Dahr Jamail interview for Resistance Radio

For the July 20 episode of Resistance Radio, Derrick Jensen interviewed Dahr Jamail, an award winning reporter for truthout.org. He began his career driven by the obvious lies surrounding the invasion of Iraq, not understanding the apathy of Americans all around him, but compelled to spend his small savings on a laptop, camera and a plane ticket to the middle east. Since then, he has continued to write about US imperialism, including oppposition to it by veterans; and about environmental issues from the BP oil spill to fracking to his current focus on anthropogenic climate disruption (climate change.)

Jamail and Jensen discuss important facts on how quickly climate disruption is advancing, its current and predicted impacts, and how official assessments consistently underestimate the harm in general caused by industrial civilization. They address the interplay of multiple aspects of ecocide and the insane lack of appropriate response by most civilized humans. The interview is an excellent fact-based reality check on our dire situation, and also inspiring as an example of one person finding his way to an appropriate response. As Jensen says, “The big distinction is not between those who believe we need militant resistance and those who believe that militant resistance isn’t necessary.

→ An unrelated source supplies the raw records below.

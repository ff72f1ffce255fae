//! Resume & Cover Letter Generation — the calls that go out to the text
//! generation service, each with its failure policy.
//!
//! Fatal calls (summary, cover letter) return `Result<_, AppError>`.
//! Everything else returns `Degradable<_>` and logs a warning when the
//! fallback is used. No call is ever retried.

use chrono::Utc;
use futures::future::join_all;
use serde::Deserialize;
use tracing::{info, warn};

use crate::errors::AppError;
use crate::generation::outcome::Degradable;
use crate::generation::prompt_builder::{
    build_bullets_prompt, build_cover_letter_prompt, build_customize_prompt,
    build_job_match_prompt, build_suggestions_prompt, build_summary_prompt,
};
use crate::llm_client::{generate_json, GenerationRequest, TextGenerator};
use crate::models::documents::{
    EnhancedExperience, GeneratedCoverLetter, GeneratedResume, JobInfo, JobMatchAnalysis,
    OrganizedSkills, SkillGroup,
};
use crate::models::profile::{skill_names, CareerProfile, SkillCategory, SkillEntry, WorkExperience};
use crate::templates::TemplateName;

// ────────────────────────────────────────────────────────────────────────────
// Service reply shapes
// ────────────────────────────────────────────────────────────────────────────

#[derive(Debug, Deserialize)]
struct BulletsReply {
    #[serde(default)]
    bullet_points: Vec<String>,
}

/// Match reply as the model writes it. The score may come back as a float
/// or out of range, so it is clamped before it reaches `JobMatchAnalysis`.
#[derive(Debug, Deserialize)]
struct MatchReply {
    match_percentage: f64,
    #[serde(default)]
    matching_skills: Vec<String>,
    #[serde(default)]
    missing_skills: Vec<String>,
    #[serde(default)]
    strengths: Vec<String>,
    #[serde(default)]
    recommendations: Vec<String>,
}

I’ve always thought that the big distinction is between those who do something and those who do nothing.”

Learn more and get inspired by listening to this interview below, playing the interview at the Deep Green Resistance Youtube Channel, or reading Dahr Jamail’s writings.

Download mp3

Browse all of Derrick Jensen’s Resistance Radio episodes.

Deep Green Resistance book audio excerpts

We recently updated the Deep Green Resistance book page of our main website to link to audio excerpts read by DGR members. We have excerpts from the Preface and from Chapters 1, 4, 5, 12, 14, and 15: “The Problem”, “Culture of Resistance”, “Other Plans”, “Introduction to Strategy”, “Decisive Ecological Warfare” (entire chapter!), and “Our Best Hope.” Look for the audio icons next to some of the chapters in the table of contents.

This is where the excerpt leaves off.